With inflation still alive and kicking, the team managing the portfolio of $125 million Dynamic Canadian Value Class views the stock market surge of late 2023 and early 2024 as overly optimistic and somewhat premature and is therefore exercising caution.

“Markets have been reflecting the thought that the interest rate tightening cycle has ended, and the enthusiasm and excitement got a bit overdone,” says Don Simpson, vice president and portfolio manager at Toronto-based 1832 Asset Management LP.

The fund’s management team also includes Eric Mencke and Rory Ronan, both vice presidents and portfolio managers who have been with the fund for roughly six years. The team is also supported by Lauree Wheatley, portfolio analyst, and Peter Robic, associate portfolio manager.

Inflation Battle Far from Over

With the Consumer Price Index (CPI) rising at an annual pace of 3.4% in December, up from 3.1% a month earlier, investors are revising their expectations that interest rate cuts could be imminent, Simpson says. They’re realizing that wrestling inflation back to the Bank of Canada’s target of 2% may not be easily done and that rates could remain higher for longer.

“The market had previously been pricing in not only the end of the tightening cycle, but as many as six rate cuts this year,” Simpson says. “There’s been a lot of froth and with valuations going up so quickly we have become cautious.”

Finding the Pitfalls and Performers

While Simpson views Canada as a particularly good place to be invested, he says enticing opportunities are “not obvious” or easy to spot at this juncture. When the team members assess the risk/reward potential of a business they don’t assume everything will go wonderfully for the next five years, and instead assess what could go wrong.

Simpson’s preference is to protect capital on the downside and capture a reasonable share of the upside in dynamic markets. Rather than being top of the pack in a bull market, he’d prefer less volatility and less painful losses than market averages.

Volatility rankings indicate a smoother ride than the average fund. In the last 10 years the fund has had only three losing calendar years, 2015 when it lost 0.93%, 2018 when it lost 5.9%, and 2022 when it lost 4.3%. In all of these years the losses were much less than those suffered by the category and index. 

The gold-medalist Dynamic Canadian Value Class F Series, had a three-year average annual return at January 31, 2024, of 12.4%, beating both its peer group in Morningstar’s Canadian Focused Equity Category as well as the benchmark index.

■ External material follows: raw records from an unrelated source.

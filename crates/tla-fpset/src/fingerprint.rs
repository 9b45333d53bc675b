//! TLC-compatible polynomial rolling hash (Rabin fingerprints)
//!
//! Fingerprints are computed incrementally: a hasher is seeded from one of
//! the irreducible polynomials in [`POLYS`] and extended one byte, char,
//! integer or string at a time. Extension never re-reads earlier input, so
//! callers can cache a prefix and keep extending it.
//!
//! # Algorithm
//!
//! Each lane is a polynomial rolling hash over GF(2^64). The irreducible
//! polynomial of the selected family is both the modulus and the initial
//! value. A 256-entry table per polynomial allows byte-at-a-time extension:
//!
//! ```text
//! fp = (fp >> 8) ^ table[(b ^ fp) & 0xFF]
//! ```
//!
//! 128-bit fingerprints run two independent lanes in lock-step over the same
//! input, the low lane with family `i` and the high lane with family
//! `(i + 1) mod NUM_POLYS`.
//!
//! # Families
//!
//! The family index picks the polynomial. Distinct families give
//! uncorrelated hash functions, which lets independent fingerprint sets (or
//! repeated runs) use unrelated fingerprints for the same states.

use std::fmt;
use std::hash::Hash;
use std::sync::OnceLock;

use num_bigint::BigInt;
use serde::de::DeserializeOwned;
use serde::{Deserialize, Serialize};

/// Irreducible polynomials of degree 64, one per hash family.
/// Family `i` uses `POLYS[i]`; the values match TLC's table.
pub const POLYS: [u64; 131] = [
    0x911498AE0E66BAD6, 0xDA8A0BA66DAE0181, 0xC02F176B8F268D9F, 0xD617BB1220FC7812,
    0xC6FD951AD34F9F74, 0xDD1897BD991704D4, 0xF5394C541CBFD343, 0xB1DDED37B5C7B8F7,
    0xB713FF61039DC632, 0xDFB340CB2FB03D43, 0xBC3E7E4C5ECB76A3, 0xDBB4B1349CD7058A,
    0xF53E9DCB9E915CDF, 0xCA5F58E90DD01848, 0x80E7FF4406891AA1, 0xAB541BF881FA8571,
    0xBF274E07AC5499D5, 0x939B1EA933040A4E, 0xB791A595448D75B1, 0x8BF88D6EF85563A2,
    0xECB33EC339513A53, 0xFA2D3E722DB5208A, 0xB4E2058AAC479D24, 0xAFBD6474E7213B82,
    0x98C1694D14FFAEEF, 0xE188FB5C0A125E24, 0xFA71CC3865487D80, 0x891135F7C1C94569,
    0xCF77CDD16D22E3E6, 0xEB5E3A1D2E2BB4B5, 0x92F7F5B69CD00C55, 0xA9FBBE40CA3B9AE9,
    0x84A7B33D85295BDE, 0xEBD4680DBB6FDEE2, 0xA31FC46A0583B4D0, 0xA792C94F15DE3E49,
    0xD9D60A9FEFF4521A, 0x9227BA31DFDDA04B, 0xFB4C89C607CE162D, 0xA89B3B2E01479CC0,
    0xB35A0C2A28B89F7D, 0x91D0B700B99D9EC2, 0xF0646BBDA05020B0, 0xCB5D5F63CE043056,
    0xD276B6A04F42A1B8, 0xBC1A7A7DBFEB47A3, 0xE138ACFF7A963036, 0xED860223C1557EE7,
    0x9B2491E980150AB6, 0xE7E03DD8A5B4E59E, 0xAAA3F5EAC516783C, 0xFE78CC267A724180,
    0xC22519A21EDFAC64, 0xCDB2941933FEC60F, 0xC5F485551EF38AA1, 0xA19293D250BD3335,
    0xA4D4C215A50B7AFE, 0xC1155176406A5070, 0xECADAA8200E123EC, 0xBACFE629D58B2F08,
    0xDED991082148CB42, 0x9A0CCBE5DEAA88DB, 0x9A83246F342061BB, 0xB71482842297AB05,
    0xF2407EEB997592BD, 0xB7B43D4B5C4C4BCC, 0xB339A2568221FFE7, 0xDB4B6B379446EF9E,
    0xE43C205BB5C0B2B6, 0xE8E1D141F19D6DB0, 0xD19E8710A4EA1C86, 0x9704CECFA8D6D07B,
    0xB0A35716162C3F26, 0xA2A68C0CF56390AC, 0xE4A74BC601C95B46, 0xE668FFF675595E56,
    0xE0EA77EBE06FABBB, 0xA8BB94F585279523, 0xBEB667B42B684F21, 0xD7B65410189E28AF,
    0x85722037BEFFC5B9, 0xE7E7C5F773426204, 0xA5FD0CC8E060C6F4, 0xB8F91EE9065DCF95,
    0xB4047008040F8B50, 0xECB9AB6291C8CFCC, 0xE08BB9B70CAAD6DF, 0xD6E086A301D95D56,
    0xF6A808F5F3FB9DA3, 0xFA74B8A8EF86FBC5, 0xA0B6B33BA9E6381C, 0x8C78703427873DBB,
    0xC5516EA423011021, 0xB075CCE8528AE7E2, 0x92E4A37979E2B13B, 0xAFC9AB000ED81026,
    0xF1873F2A861A518A, 0xF885D6B35770192C, 0xD2A82F27F71F5F7E, 0xD5E7A4DD8BEB2D9F,
    0xBAB9E7E65DC23E0F, 0xD5FC877C0BDF5B85, 0xAB428169B9F31C02, 0xB7B1351F9266D3EA,
    0xFAD564914328F635, 0x9623ECB1000DB9BD, 0x88D371EC6644C892, 0xD0A71270573E271C,
    0xBD200D763F9D81B4, 0x8484FD96374BF2EA, 0xE0D0810749432294, 0x8EBE9DADC88658BA,
    0xF6268C58993AE542, 0xD6CC88FED0D359C9, 0xBCADDB8D40A16690, 0x92817C6DB421CBF6,
    0xAC63721120A371B5, 0xD6CC137FDCED0820, 0xF1C5FBAEBB617BD7, 0xAC35D78C765237A5,
    0xBD0A471FA9A23116, 0x943A7031B946A5AE, 0xE4E83520CB1AAEBB, 0xE92A4B73246DD124,
    0xAFC1E070787C4C86, 0xDFE84D42CF06286B, 0x8B29EC962E4B964B, 0x807EB5DE812EDE0F,
    0xA3CD71299C8B3BFD, 0x845B8031EF886F35, 0x91F5A5FA9C5515A5,
];

/// Number of available hash families.
pub const NUM_POLYS: usize = POLYS.len();

/// Initial value of a family-0 fingerprint (Polys[0] in TLC).
pub const FP64_INIT: u64 = POLYS[0];

/// Internal constants for table computation
const ONE: u64 = 0x8000000000000000;
const X63: u64 = 0x1;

The fund’s 10-year average return of 7.0% beat the category return of 6.9% and slightly lagged the benchmark’s 7.6%.

Strong Stocks with Skilled Management

Simpson and the team differentiate the fund from the index by running a concentrated portfolio of 40 to 45 stocks and taking meaningful positions in each. They like durable businesses that have demonstrated resilience and management skills through a variety of cycles.

The team is also conscious of portfolio diversification -- as much by company focus as by TSX sector classification -- to ensure that companies have complementary strengths and weaknesses and won’t all react in a similar fashion to changing external circumstances. 

For example, the portfolio has exposure to gold through Franco-Nevada Corp. Gold FNV tends to go up when other things go down and therefore acts as a stabilizer, Simpson says. Franco-Nevada has been Simpson’s preferred gold company for several years, although it suffered a setback last year when its operations in Panama were shut down.

“We were disappointed but we still own the company and the Panama assets are now priced out of the stock,” he says. “It’s our main gold company, but we may diversify into a couple of others.”

He’s careful to avoid gold companies with properties in countries where the political situation is unstable and the risks are higher.  Gold stocks are typically a 2% to 3% weighting in the portfolio and never more than 5%.

Top Canadian Value Stocks

The largest sector weighting in the fund is financials at 33% of assets. Holdings include Royal Bank of Canada RY and Toronto-Dominion Bank TD, as well as non-bank financials such as Power Corp. of Canada POW, Onex Corp. ONEX and Intact Financial Corp IFC.

Simpson acknowledges that bank stocks are reflecting investor fears about how current high interest rates will negatively affect consumers renewing their mortgages, but he points out that less than 15% of residential mortgages are coming up for renewal this year. In addition, the salaries of consumers have risen in the past few years, which compensates for higher mortgage expenses.

Not Necessarily a Hard Landing Ahead

While he says Canada appears to be in a slight economic slowdown, he doesn’t foresee “a hard fall or a big shift downward.”

“I expect we will just plod along, and eventually get help from lower rates when they come through,” he says. “We don’t expect a lot of economic growth in the next year or two, and our portfolio is a reflection of that.”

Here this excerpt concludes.